Exercise objective
Tally up the lines below that carry the word "phone", answering with the figure alone.

── Available data

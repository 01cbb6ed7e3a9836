use crate::commands::{CmdMessage, CmdResult};
use crate::company::CompanyProfile;
use crate::error::Result;
use crate::store::CatalogStore;

/// Partial update of the company profile; `None` keeps the stored value.
#[derive(Debug, Clone, Default)]
pub struct CompanyUpdate {
    pub name: Option<String>,
    pub address_street: Option<String>,
    pub address_number: Option<String>,
    pub address_complement: Option<String>,
    pub address_neighborhood: Option<String>,
    pub address_city: Option<String>,
    pub address_state: Option<String>,
    pub address_zip: Option<String>,
    pub phone: Option<String>,
    pub email: Option<String>,
    pub cnpj: Option<String>,
    pub logo_url: Option<String>,
    pub show_cnpj_on_receipt: Option<bool>,
    pub show_address_on_receipt: Option<bool>,
}

impl CompanyUpdate {
    pub fn is_empty(&self) -> bool {
        self.name.is_none()
            && self.address_street.is_none()
            && self.address_number.is_none()
            && self.address_complement.is_none()
            && self.address_neighborhood.is_none()
            && self.address_city.is_none()
            && self.address_state.is_none()
            && self.address_zip.is_none()
            && self.phone.is_none()
            && self.email.is_none()
            && self.cnpj.is_none()
            && self.logo_url.is_none()
            && self.show_cnpj_on_receipt.is_none()
            && self.show_address_on_receipt.is_none()
    }

    fn apply(self, profile: &mut CompanyProfile) {
        if let Some(v) = self.name {
            profile.name = v;
        }
        if let Some(v) = self.address_street {
            profile.address_street = v;
        }
        if let Some(v) = self.address_number {
            profile.address_number = v;
        }
        if let Some(v) = self.address_complement {
            profile.address_complement = v;
        }
        if let Some(v) = self.address_neighborhood {
            profile.address_neighborhood = v;
        }
        if let Some(v) = self.address_city {
            profile.address_city = v;
        }
        if let Some(v) = self.address_state {
            profile.address_state = v;
        }
        if let Some(v) = self.address_zip {
            profile.address_zip = v;
        }
        if let Some(v) = self.phone {
            profile.phone = v;
        }
        if let Some(v) = self.email {
            profile.email = v;
        }
        if let Some(v) = self.cnpj {
            profile.cnpj = if v.trim().is_empty() { None } else { Some(v) };
        }
        if let Some(v) = self.logo_url {
            profile.logo_url = if v.trim().is_empty() { None } else { Some(v) };
        }
        if let Some(v) = self.show_cnpj_on_receipt {
            profile.show_cnpj_on_receipt = v;
        }
        if let Some(v) = self.show_address_on_receipt {
            profile.show_address_on_receipt = v;
        }
    }
}

/// Show the stored profile, or apply a partial update first.
pub fn run<S: CatalogStore>(store: &mut S, update: CompanyUpdate) -> Result<CmdResult> {
    let mut profile = store.load_company()?;

    let mut result = CmdResult::default();
    if !update.is_empty() {
        update.apply(&mut profile);
        store.save_company(&profile)?;
        result.add_message(CmdMessage::success("Dados da empresa atualizados."));
    }

    result.company = Some(profile);
    Ok(result)
}

#[cfg(test)]
mod tests {
    use super::*;
    use crate::store::memory::InMemoryStore;

    #[test]
    fn show_without_update_returns_the_stored_profile() {
        let mut store = InMemoryStore::new();
        let result = run(&mut store, CompanyUpdate::default()).unwrap();
        assert_eq!(result.company, Some(CompanyProfile::default()));
        assert!(result.messages.is_empty());
    }

    #[test]
    fn partial_update_keeps_other_fields() {
        let mut store = InMemoryStore::new();
        run(
            &mut store,
            CompanyUpdate {
                name: Some("Aluguel de Ternos Silva".to_string()),
                address_city: Some("São Paulo".to_string()),
                ..Default::default()
            },
        )
        .unwrap();

        let result = run(
            &mut store,
            CompanyUpdate {
                phone: Some("(11) 4002-8922".to_string()),
                ..Default::default()
            },
        )
        .unwrap();

        let profile = result.company.unwrap();
        assert_eq!(profile.name, "Aluguel de Ternos Silva");
        assert_eq!(profile.phone, "(11) 4002-8922");
    }

    #[test]
    fn blank_cnpj_clears_the_field() {
        let mut store = InMemoryStore::new();
        run(
            &mut store,
            CompanyUpdate {
                cnpj: Some("12.345.678/0001-90".to_string()),
                ..Default::default()
            },
        )
        .unwrap();
        let result = run(
            &mut store,
            CompanyUpdate {
                cnpj: Some("".to_string()),
                ..Default::default()
            },
        )
        .unwrap();
        assert_eq!(result.company.unwrap().cnpj, None);
    }
}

────

Answer section
6